The productivity argument is fair. As a freelancer I’m paranoid people might think I’m unproductive, so I constantly look for the next bit of copy that needs editing or a story that needs proofing. Do I make more cups of coffee than if observed in the office? Yes. Do I skive? No. But obviously people do take the piss, picking the kids up, running errands. We all know that happens, but it’s pretty obvious when it’s happening habitually, and bosses should intervene.

A bigger problem with WFH is what Rose said about personal development. It is, admittedly, a stunted professional existence. Slack is like looking at your workplace through a keyhole. I have very little idea what’s actually happening and am unable to fully contribute. I am hamstrung by my lack of casual accumulation of knowledge. Nothing is overheard. I have no way of inferring the importance of anything by the tone used or the frequency of its mention. My ideas wither. My influence is absent.
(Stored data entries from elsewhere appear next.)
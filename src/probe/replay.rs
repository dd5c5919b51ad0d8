//! Replay telemetry sources backed by a recorded dump.
//!
//! A telemetry dump is a single JSON document holding everything the
//! instrumentation observed during one target run. Out-of-process
//! collectors write dumps; the aggregation pipeline replays them
//! through the same source traits a live collector would implement,
//! so recorded and live runs take an identical path through the
//! engine.

use super::{
    CallGraph, CallSource, HeapSnapshot, HeapSource, LineEvent, LineSource, MemoryEvent,
    ProfileTarget, SampleSet, SampleSource, TargetRunner,
};
use crate::utils::error::TargetError;
use log::debug;
use serde::{Deserialize, Serialize};
use std::fs::File;
use std::io::BufReader;
use std::path::Path;

/// Recorded telemetry streams for one target run.
///
/// Every stream is optional; a dump only carries what its collector
/// was asked to observe. Replaying a mode whose stream is absent
/// fails with [`TargetError::MissingStream`].
#[derive(Debug, Clone, Serialize, Deserialize)]
pub struct TelemetryDump {
    /// Target the streams were recorded from
    pub target: ProfileTarget,

    #[serde(default)]
    pub calls: Option<CallGraph>,

    #[serde(default)]
    pub samples: Option<SampleSet>,

    #[serde(default)]
    pub lines: Option<Vec<LineEvent>>,

    #[serde(default)]
    pub heap: Option<HeapStream>,
}

/// Heap stream: snapshots taken around the run plus per-line readings
#[derive(Debug, Clone, Serialize, Deserialize)]
pub struct HeapStream {
    pub before: HeapSnapshot,
    pub after: HeapSnapshot,
    pub events: Vec<MemoryEvent>,

    /// Collector bookkeeping objects, subtracted from the delta
    #[serde(default)]
    pub overhead: HeapSnapshot,

    /// Type label of the container the before-snapshot is retained in
    #[serde(default = "default_container_label")]
    pub container_label: String,
}

fn default_container_label() -> String {
    "list".to_string()
}

impl TelemetryDump {
    /// Load a dump from a JSON file
    ///
    /// **Public** - called by the run command
    pub fn load(path: impl AsRef<Path>) -> Result<Self, TargetError> {
        let path = path.as_ref();
        debug!("Loading telemetry dump from: {}", path.display());

        let file = File::open(path)?;
        let dump: TelemetryDump = serde_json::from_reader(BufReader::new(file))?;

        debug!(
            "Dump loaded: calls={} samples={} lines={} heap={}",
            dump.calls.is_some(),
            dump.samples.is_some(),
            dump.lines.is_some(),
            dump.heap.is_some()
        );
        Ok(dump)
    }
}

/// Call-graph source that replays a recorded stream
pub struct ReplayCallSource {
    graph: Option<CallGraph>,
}

impl ReplayCallSource {
    pub fn new(graph: Option<CallGraph>) -> Self {
        Self { graph }
    }
}

impl CallSource for ReplayCallSource {
    fn start(&mut self) -> Result<(), TargetError> {
        if self.graph.is_none() {
            return Err(TargetError::MissingStream("calls"));
        }
        Ok(())
    }

    fn stop(&mut self) -> Result<CallGraph, TargetError> {
        self.graph.take().ok_or(TargetError::MissingStream("calls"))
    }
}

/// Stack sampler that replays a recorded stream
pub struct ReplaySampleSource {
    set: Option<SampleSet>,
    interval: f64,
}

impl ReplaySampleSource {
    pub fn new(set: Option<SampleSet>) -> Self {
        let interval = set
            .as_ref()
            .map(|s| s.interval)
            .unwrap_or(crate::utils::config::DEFAULT_SAMPLE_INTERVAL);
        Self { set, interval }
    }
}

impl SampleSource for ReplaySampleSource {
    fn interval(&self) -> f64 {
        self.interval
    }

    fn start(&mut self) -> Result<(), TargetError> {
        if self.set.is_none() {
            return Err(TargetError::MissingStream("samples"));
        }
        Ok(())
    }

    fn stop(&mut self) -> Result<SampleSet, TargetError> {
        self.set.take().ok_or(TargetError::MissingStream("samples"))
    }
}

/// Line-timing source that replays a recorded stream
pub struct ReplayLineSource {
    events: Option<Vec<LineEvent>>,
}

impl ReplayLineSource {
    pub fn new(events: Option<Vec<LineEvent>>) -> Self {
        Self { events }
    }
}

impl LineSource for ReplayLineSource {
    fn start(&mut self) -> Result<(), TargetError> {
        if self.events.is_none() {
            return Err(TargetError::MissingStream("lines"));
        }
        Ok(())
    }

    fn stop(&mut self) -> Result<Vec<LineEvent>, TargetError> {
        self.events.take().ok_or(TargetError::MissingStream("lines"))
    }
}

/// Heap source that replays a recorded stream.
///
/// The first `snapshot` call returns the recorded before-state, every
/// later call the recorded after-state, mirroring how the memory
/// aggregator brackets a live run.
pub struct ReplayHeapSource {
    stream: Option<HeapStream>,
    snapshots_taken: u32,
}

impl ReplayHeapSource {
    pub fn new(stream: Option<HeapStream>) -> Self {
        Self {
            stream,
            snapshots_taken: 0,
        }
    }
}

impl HeapSource for ReplayHeapSource {
    fn snapshot(&mut self) -> Result<HeapSnapshot, TargetError> {
        let stream = self
            .stream
            .as_ref()
            .ok_or(TargetError::MissingStream("heap"))?;
        self.snapshots_taken += 1;
        if self.snapshots_taken == 1 {
            Ok(stream.before.clone())
        } else {
            Ok(stream.after.clone())
        }
    }

    fn start(&mut self) -> Result<(), TargetError> {
        if self.stream.is_none() {
            return Err(TargetError::MissingStream("heap"));
        }
        Ok(())
    }

    fn stop(&mut self) -> Result<Vec<MemoryEvent>, TargetError> {
        match self.stream.as_ref() {
            Some(stream) => Ok(stream.events.clone()),
            None => Err(TargetError::MissingStream("heap")),
        }
    }

    fn self_overhead(&self) -> HeapSnapshot {
        self.stream
            .as_ref()
            .map(|s| s.overhead.clone())
            .unwrap_or_default()
    }

    fn container_label(&self) -> &str {
        self.stream
            .as_ref()
            .map(|s| s.container_label.as_str())
            .unwrap_or("list")
    }
}

/// Target runner for replay mode.
///
/// The run already happened when the dump was recorded, so there is
/// nothing to execute here.
pub struct ReplayRunner;

impl TargetRunner for ReplayRunner {
    fn run(&mut self, target: &ProfileTarget) -> Result<(), TargetError> {
        debug!("Replaying recorded run of {}", target.display_name());
        Ok(())
    }
}

#[cfg(test)]
mod tests {
    use super::*;
    use crate::probe::FrameKey;
    use std::io::Write;

    fn sample_dump() -> TelemetryDump {
        TelemetryDump {
            target: ProfileTarget::Module {
                path: "app.py".into(),
                args: vec![],
            },
            calls: None,
            samples: Some(SampleSet {
                stacks: vec![crate::probe::SampledStack {
                    frames: vec![FrameKey::new("app.py", 10, "work")],
                    count: 4,
                }],
                run_time: 0.5,
                interval: 0.001,
            }),
            lines: None,
            heap: None,
        }
    }

    #[test]
    fn test_load_round_trip() {
        let dump = sample_dump();
        let mut file = tempfile::NamedTempFile::new().unwrap();
        file.write_all(serde_json::to_string(&dump).unwrap().as_bytes())
            .unwrap();

        let loaded = TelemetryDump::load(file.path()).unwrap();
        assert_eq!(loaded.target, dump.target);
        assert!(loaded.samples.is_some());
        assert!(loaded.calls.is_none());
    }

    #[test]
    fn test_missing_stream_fails_on_start() {
        let mut source = ReplayCallSource::new(None);
        match source.start() {
            Err(TargetError::MissingStream(stream)) => assert_eq!(stream, "calls"),
            other => panic!("expected missing stream error, got {:?}", other),
        }
    }

    #[test]
    fn test_sample_source_replays_once() {
        let dump = sample_dump();
        let mut source = ReplaySampleSource::new(dump.samples);

        source.start().unwrap();
        let set = source.stop().unwrap();
        assert_eq!(set.stacks.len(), 1);
        assert_eq!(set.run_time, 0.5);

        // The stream is consumed; a second collection has nothing left.
        assert!(source.stop().is_err());
    }

    #[test]
    fn test_heap_source_snapshot_order() {
        let stream = HeapStream {
            before: HeapSnapshot::from_labels(["int"]),
            after: HeapSnapshot::from_labels(["int", "int"]),
            events: vec![],
            overhead: HeapSnapshot::default(),
            container_label: "list".to_string(),
        };
        let mut source = ReplayHeapSource::new(Some(stream));

        let before = source.snapshot().unwrap();
        let after = source.snapshot().unwrap();
        assert_eq!(before.count("int"), 1);
        assert_eq!(after.count("int"), 2);
    }
}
Then there’s the impact on state of mind. I know, typical working-from-home lot, obsessed with their own mental health. Although I’m less snappy due to better income, the kids’ home is now my office, where sometimes I’m dealing with urgent things that make me stressed. My shifts are until 9 p.m. and every other Sunday, so there’s a big crossover. Imagine it’s take-your-kids to work day every day. The arguments. The demands. It’s not ideal, and not fair on them.

So I shut the door of the spare bedroom and isolate. Every day, alone in a room, rarely speaking to anyone, communicating by text. When I worked in offices there was always a freelance weirdo. Now I am that freelance weirdo but reduced to a name, an avatar, rarely smalltalk, almost never jokes. Andrew is typing… Delete, it’s not worth the risk. Nobody knows what I had for lunch or what I watched last night. I don’t know them and they don’t know me. It’s not quite human.

But it’s still the best thing that’s happened to me and my family, financially. Without it, I don’t know how we’d have ended up. The best jobs are in London. We couldn’t afford a home in London. Working from home solved that. It meant we have enough money. We have a good life. I wish more families were able to do it, not fewer, and to remove that route to work would be devastating.